Running for Your Life: Humbled by Humboldt

Canada Day comes early this year.

It is Sunday, April 8, the day “Canada” gathers in a town community center to honor the memory of now 15 young souls who were taken from our soil too soon.

Here in the United States, it’s common to mark out phenomena that suggests “Canada.”

Excess politesse, humor more prone to savage self than the other, beer runs across wilderness.

No moment, though, better characterizes the Canada I know than how humbled its people are by Humboldt, Saskatchewan. Where a recent highway tragedy took the lives of these youngsters, members of an ice hockey team.

Think of Humboldt, hometown of NHL great Glenn Hall of the Chicago Blackhawks, who against steep odds backstopped them to a Stanley Cup in 1961, as a place where a large stone is dropped in a pristine lake.

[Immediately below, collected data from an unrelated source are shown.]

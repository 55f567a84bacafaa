use std::sync::Arc;

use crate::config::AppConfig;
use crate::services::{
    detector::Detector,
    inference::InferenceRunner,
    jobs::{JobController, JobError},
    workspace::WorkspaceRoot,
};

/// Shared application state passed to all route handlers.
#[derive(Clone)]
pub struct AppState {
    pub config: Arc<AppConfig>,
    pub jobs: Arc<JobController>,
}

impl AppState {
    pub fn new(config: AppConfig, detector: Arc<dyn Detector>) -> Result<Self, JobError> {
        let runner = Arc::new(InferenceRunner::new(detector, config.detector_concurrency));
        let workspaces = WorkspaceRoot::new(config.work_dir.clone());
        let jobs = JobController::new(&config, workspaces, runner)?;

        Ok(Self {
            config: Arc::new(config),
            jobs: Arc::new(jobs),
        })
    }

    pub fn workspaces(&self) -> &WorkspaceRoot {
        self.jobs.workspaces()
    }
}
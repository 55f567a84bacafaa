use rand::distributions::Uniform;
use rand::Rng;

use crate::models::job::{JobId, JOB_ID_LEN};

/// Generate a fresh job id from the thread-local CSPRNG.
///
/// No uniqueness check is made against existing workspaces: with 26^16
/// possible ids a collision is treated as negligible.
pub fn generate_job_id() -> JobId {
    let alphabet = Uniform::new_inclusive(b'a', b'z');
    let letters: String = rand::thread_rng()
        .sample_iter(alphabet)
        .take(JOB_ID_LEN)
        .map(char::from)
        .collect();

    JobId::from_letters(letters)
}
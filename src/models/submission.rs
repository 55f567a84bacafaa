use garde::Validate;
use serde::{Deserialize, Serialize};

use crate::models::job::JobRecord;

/// Body of `POST /process-urls`.
#[derive(Debug, Deserialize, Validate)]
pub struct ProcessUrlsRequest {
    #[garde(length(min = 1), inner(url))]
    pub urls: Vec<String>,
}

/// Error body returned when a submission is refused.
#[derive(Debug, Serialize)]
pub struct SubmitErrorResponse {
    pub error: String,
    pub message: String,
}

/// Response of `GET /work/{id}/status`.
#[derive(Debug, Serialize)]
pub struct JobStatusResponse {
    pub terminal: bool,
    #[serde(flatten)]
    pub record: JobRecord,
}

impl From<JobRecord> for JobStatusResponse {
    fn from(record: JobRecord) -> Self {
        Self {
            terminal: record.state.is_terminal(),
            record,
        }
    }
}
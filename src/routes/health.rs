use axum::extract::State;
use axum::http::StatusCode;
use axum::Json;
use serde::Serialize;

use crate::app_state::AppState;

#[derive(Serialize)]
pub struct HealthResponse {
    pub status: String,
    pub version: String,
    pub checks: HealthChecks,
}

#[derive(Serialize)]
pub struct HealthChecks {
    pub work_dir: ComponentHealth,
}

#[derive(Serialize)]
pub struct ComponentHealth {
    pub status: String,
    pub latency_ms: Option<u64>,
}

/// GET /health: liveness plus a write probe of the work directory.
pub async fn health_check(State(state): State<AppState>) -> (StatusCode, Json<HealthResponse>) {
    let start = std::time::Instant::now();

    let work_dir = match state.workspaces().check_writable().await {
        Ok(()) => ComponentHealth {
            status: "ok".to_string(),
            latency_ms: Some(start.elapsed().as_millis() as u64),
        },
        Err(e) => {
            tracing::warn!(error = %e, "Work directory is not writable");
            ComponentHealth {
                status: "error".to_string(),
                latency_ms: None,
            }
        }
    };

    let healthy = work_dir.status == "ok";
    let status_code = if healthy {
        StatusCode::OK
    } else {
        StatusCode::SERVICE_UNAVAILABLE
    };

    let response = HealthResponse {
        status: if healthy { "ok" } else { "degraded" }.to_string(),
        version: env!("CARGO_PKG_VERSION").to_string(),
        checks: HealthChecks { work_dir },
    };

    (status_code, Json(response))
}
pub mod detector;
pub mod ident;
pub mod inference;
pub mod ingest;
pub mod jobs;
pub mod normalize;
pub mod serializer;
pub mod status;
pub mod workspace;
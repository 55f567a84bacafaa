//! On-disk job workspaces.
//!
//! Layout under the shared root:
//!
//! ```text
//! work/<id>/
//!     <input files>        normalized PNGs handed to the detector
//!     status.json          current JobRecord, replaced atomically
//!     filenames.txt        manifest, one filename per line, in processing order
//!     done | error         terminal marker, at most one ever exists
//!     results/<name>       annotated image
//!     results/<name>.box   JSON sidecar [boxes, labels, verdict]
//! ```
//!
//! Workspaces are never removed by the service. Disk usage grows with every
//! submitted job until something outside the process prunes the root.

use std::io::ErrorKind;
use std::path::{Path, PathBuf};
use tokio::fs::{self, OpenOptions};
use tokio::io::AsyncWriteExt;

use crate::models::detection::DetectionResult;
use crate::models::job::{JobId, JobRecord, JobState};

const RESULTS_DIR: &str = "results";
const MANIFEST_FILE: &str = "filenames.txt";
const STATUS_FILE: &str = "status.json";
const SIDECAR_SUFFIX: &str = ".box";

/// Terminal sentinel file of a job.
#[derive(Debug, Clone, Copy, PartialEq, Eq)]
pub enum Marker {
    Done,
    Error,
}

impl Marker {
    pub fn file_name(self) -> &'static str {
        match self {
            Marker::Done => "done",
            Marker::Error => "error",
        }
    }

    fn other(self) -> Marker {
        match self {
            Marker::Done => Marker::Error,
            Marker::Error => Marker::Done,
        }
    }

    pub fn state(self) -> JobState {
        match self {
            Marker::Done => JobState::Done,
            Marker::Error => JobState::Error,
        }
    }
}

/// Shared directory that holds every job workspace.
#[derive(Debug, Clone)]
pub struct WorkspaceRoot {
    root: PathBuf,
}

impl WorkspaceRoot {
    pub fn new(root: impl Into<PathBuf>) -> Self {
        Self { root: root.into() }
    }

    pub fn path(&self) -> &Path {
        &self.root
    }

    /// Create the root directory. An existing root is fine.
    pub async fn init(&self) -> Result<(), WorkspaceError> {
        fs::create_dir_all(&self.root).await?;
        Ok(())
    }

    /// Create the workspace of a new job. Fails if it already exists.
    pub async fn create(&self, id: &JobId) -> Result<JobWorkspace, WorkspaceError> {
        let dir = self.root.join(id.as_str());
        fs::create_dir(&dir).await.map_err(|e| match e.kind() {
            ErrorKind::AlreadyExists => WorkspaceError::AlreadyExists(id.clone()),
            _ => WorkspaceError::Io(e),
        })?;
        fs::create_dir(dir.join(RESULTS_DIR)).await?;

        Ok(JobWorkspace {
            id: id.clone(),
            dir,
        })
    }

    /// Open the workspace of an existing job, if there is one.
    pub async fn open(&self, id: &JobId) -> Result<Option<JobWorkspace>, WorkspaceError> {
        let dir = self.root.join(id.as_str());
        if fs::try_exists(&dir).await? {
            Ok(Some(JobWorkspace {
                id: id.clone(),
                dir,
            }))
        } else {
            Ok(None)
        }
    }

    /// Probe that the root accepts writes (used by the health check).
    pub async fn check_writable(&self) -> Result<(), WorkspaceError> {
        let probe = self.root.join(".health");
        fs::write(&probe, b"ok").await?;
        fs::remove_file(&probe).await?;
        Ok(())
    }
}

/// Directory tree of a single job.
#[derive(Debug, Clone)]
pub struct JobWorkspace {
    id: JobId,
    dir: PathBuf,
}

impl JobWorkspace {
    pub fn id(&self) -> &JobId {
        &self.id
    }

    pub fn dir(&self) -> &Path {
        &self.dir
    }

    pub fn input_path(&self, filename: &str) -> PathBuf {
        self.dir.join(filename)
    }

    pub fn result_image_path(&self, filename: &str) -> PathBuf {
        self.dir.join(RESULTS_DIR).join(filename)
    }

    pub fn sidecar_path(&self, filename: &str) -> PathBuf {
        self.dir
            .join(RESULTS_DIR)
            .join(format!("{filename}{SIDECAR_SUFFIX}"))
    }

    fn manifest_path(&self) -> PathBuf {
        self.dir.join(MANIFEST_FILE)
    }

    fn marker_path(&self, marker: Marker) -> PathBuf {
        self.dir.join(marker.file_name())
    }

    /// Stage one normalized input image.
    pub async fn write_input(&self, filename: &str, png: &[u8]) -> Result<PathBuf, WorkspaceError> {
        let path = self.input_path(filename);
        fs::write(&path, png).await?;
        Ok(path)
    }

    pub async fn write_result_image(&self, filename: &str, png: &[u8]) -> Result<(), WorkspaceError> {
        fs::write(self.result_image_path(filename), png).await?;
        Ok(())
    }

    pub async fn write_sidecar(
        &self,
        filename: &str,
        result: &DetectionResult,
    ) -> Result<(), WorkspaceError> {
        let json = serde_json::to_vec(result)?;
        fs::write(self.sidecar_path(filename), json).await?;
        Ok(())
    }

    /// Append a filename to the manifest.
    pub async fn append_manifest(&self, filename: &str) -> Result<(), WorkspaceError> {
        let mut file = OpenOptions::new()
            .create(true)
            .append(true)
            .open(self.manifest_path())
            .await?;
        file.write_all(format!("{filename}\n").as_bytes()).await?;
        file.flush().await?;
        Ok(())
    }

    /// Read the manifest. A job that has not produced results yet has an empty one.
    pub async fn read_manifest(&self) -> Result<Vec<String>, WorkspaceError> {
        match fs::read_to_string(self.manifest_path()).await {
            Ok(content) => Ok(content
                .lines()
                .filter(|line| !line.is_empty())
                .map(str::to_string)
                .collect()),
            Err(e) if e.kind() == ErrorKind::NotFound => Ok(Vec::new()),
            Err(e) => Err(e.into()),
        }
    }

    pub async fn manifest_contains(&self, filename: &str) -> Result<bool, WorkspaceError> {
        Ok(self.read_manifest().await?.iter().any(|f| f == filename))
    }

    /// Create a terminal marker.
    ///
    /// The file is created with create-new semantics and synced to disk. It
    /// is refused when either marker already exists, so a job never carries
    /// both `done` and `error`.
    pub async fn write_marker(&self, marker: Marker) -> Result<(), WorkspaceError> {
        if fs::try_exists(self.marker_path(marker.other())).await? {
            return Err(WorkspaceError::AlreadyTerminal(self.id.clone()));
        }

        let mut file = OpenOptions::new()
            .write(true)
            .create_new(true)
            .open(self.marker_path(marker))
            .await
            .map_err(|e| match e.kind() {
                ErrorKind::AlreadyExists => WorkspaceError::AlreadyTerminal(self.id.clone()),
                _ => WorkspaceError::Io(e),
            })?;
        file.write_all(marker.file_name().as_bytes()).await?;
        file.sync_all().await?;
        Ok(())
    }

    /// The terminal marker present on disk, if any.
    pub async fn terminal_marker(&self) -> Result<Option<Marker>, WorkspaceError> {
        for marker in [Marker::Done, Marker::Error] {
            if fs::try_exists(self.marker_path(marker)).await? {
                return Ok(Some(marker));
            }
        }
        Ok(None)
    }

    /// Replace `status.json` by writing a temporary file and renaming it over.
    pub async fn write_record(&self, record: &JobRecord) -> Result<(), WorkspaceError> {
        let tmp = self.dir.join(format!("{STATUS_FILE}.tmp"));
        let json = serde_json::to_vec_pretty(record)?;

        let mut file = fs::File::create(&tmp).await?;
        file.write_all(&json).await?;
        file.sync_all().await?;
        drop(file);

        fs::rename(&tmp, self.dir.join(STATUS_FILE)).await?;
        Ok(())
    }

    pub async fn read_record(&self) -> Result<JobRecord, WorkspaceError> {
        let bytes = fs::read(self.dir.join(STATUS_FILE)).await?;
        Ok(serde_json::from_slice(&bytes)?)
    }

    pub async fn read_result_image(&self, filename: &str) -> Result<Vec<u8>, WorkspaceError> {
        Ok(fs::read(self.result_image_path(filename)).await?)
    }

    pub async fn read_sidecar(&self, filename: &str) -> Result<Vec<u8>, WorkspaceError> {
        Ok(fs::read(self.sidecar_path(filename)).await?)
    }
}

#[derive(Debug, thiserror::Error)]
pub enum WorkspaceError {
    #[error("workspace for job {0} already exists")]
    AlreadyExists(JobId),

    #[error("job {0} already has a terminal marker")]
    AlreadyTerminal(JobId),

    #[error("workspace I/O error: {0}")]
    Io(#[from] std::io::Error),

    #[error("workspace JSON error: {0}")]
    Json(#[from] serde_json::Error),
}

#[cfg(test)]
mod tests {
    use super::*;
    use crate::models::job::SourceKind;
    use crate::services::ident::generate_job_id;

    async fn scratch() -> (tempfile::TempDir, WorkspaceRoot) {
        let dir = tempfile::tempdir().unwrap();
        let root = WorkspaceRoot::new(dir.path().join("work"));
        root.init().await.unwrap();
        (dir, root)
    }

    #[tokio::test]
    async fn test_init_tolerates_existing_root() {
        let (_dir, root) = scratch().await;
        root.init().await.unwrap();
        assert!(root.path().is_dir());
    }

    #[tokio::test]
    async fn test_create_lays_out_results_dir_once() {
        let (_dir, root) = scratch().await;
        let id = generate_job_id();

        let ws = root.create(&id).await.unwrap();
        assert!(ws.dir().join("results").is_dir());

        let again = root.create(&id).await;
        assert!(matches!(again, Err(WorkspaceError::AlreadyExists(_))));
    }

    #[tokio::test]
    async fn test_open_unknown_job_is_none() {
        let (_dir, root) = scratch().await;
        assert!(root.open(&generate_job_id()).await.unwrap().is_none());
    }

    #[tokio::test]
    async fn test_manifest_preserves_order() {
        let (_dir, root) = scratch().await;
        let ws = root.create(&generate_job_id()).await.unwrap();

        assert!(ws.read_manifest().await.unwrap().is_empty());
        for name in ["2.png", "0.png", "b.png"] {
            ws.append_manifest(name).await.unwrap();
        }

        assert_eq!(ws.read_manifest().await.unwrap(), vec!["2.png", "0.png", "b.png"]);
        assert!(ws.manifest_contains("0.png").await.unwrap());
        assert!(!ws.manifest_contains("1.png").await.unwrap());
    }

    #[tokio::test]
    async fn test_only_one_terminal_marker() {
        let (_dir, root) = scratch().await;
        let ws = root.create(&generate_job_id()).await.unwrap();

        assert_eq!(ws.terminal_marker().await.unwrap(), None);
        ws.write_marker(Marker::Done).await.unwrap();
        assert_eq!(ws.terminal_marker().await.unwrap(), Some(Marker::Done));

        assert!(matches!(
            ws.write_marker(Marker::Error).await,
            Err(WorkspaceError::AlreadyTerminal(_))
        ));
        assert!(matches!(
            ws.write_marker(Marker::Done).await,
            Err(WorkspaceError::AlreadyTerminal(_))
        ));
        assert_eq!(ws.terminal_marker().await.unwrap(), Some(Marker::Done));
    }

    #[tokio::test]
    async fn test_record_round_trips_through_disk() {
        let (_dir, root) = scratch().await;
        let id = generate_job_id();
        let ws = root.create(&id).await.unwrap();

        let mut record = JobRecord::new(id.clone(), SourceKind::Urls);
        record.inputs = vec!["0.png".to_string()];
        record.transition(JobState::Running);
        ws.write_record(&record).await.unwrap();

        let read = ws.read_record().await.unwrap();
        assert_eq!(read.id, id);
        assert_eq!(read.state, JobState::Running);
        assert_eq!(read.inputs, vec!["0.png"]);
        assert!(!ws.dir().join("status.json.tmp").exists());
    }
}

The ripples are the community centers, the ice rinks, where Canadians gather across the country winter after winter.

These ripples are magic. They range wide and deep. The accident that killed sons who played for the Humboldt Broncos junior hockey team is Canada’s tragedy.

It doesn’t just touch the country’s sports family, or its Saskatchewan family. But everyone who has ever skated on a backyard rink or watched a brother or sister do so. Who has entered a town’s “barn” and said, “Yeah, I get it. This is home.”

There is nothing cliché about this, a country, these shared experiences. We, as a country, are humbled by Humboldt, Saskatchewan. Noble and proud to forever truly feel a little of the loss of those who count themselves among the survivors.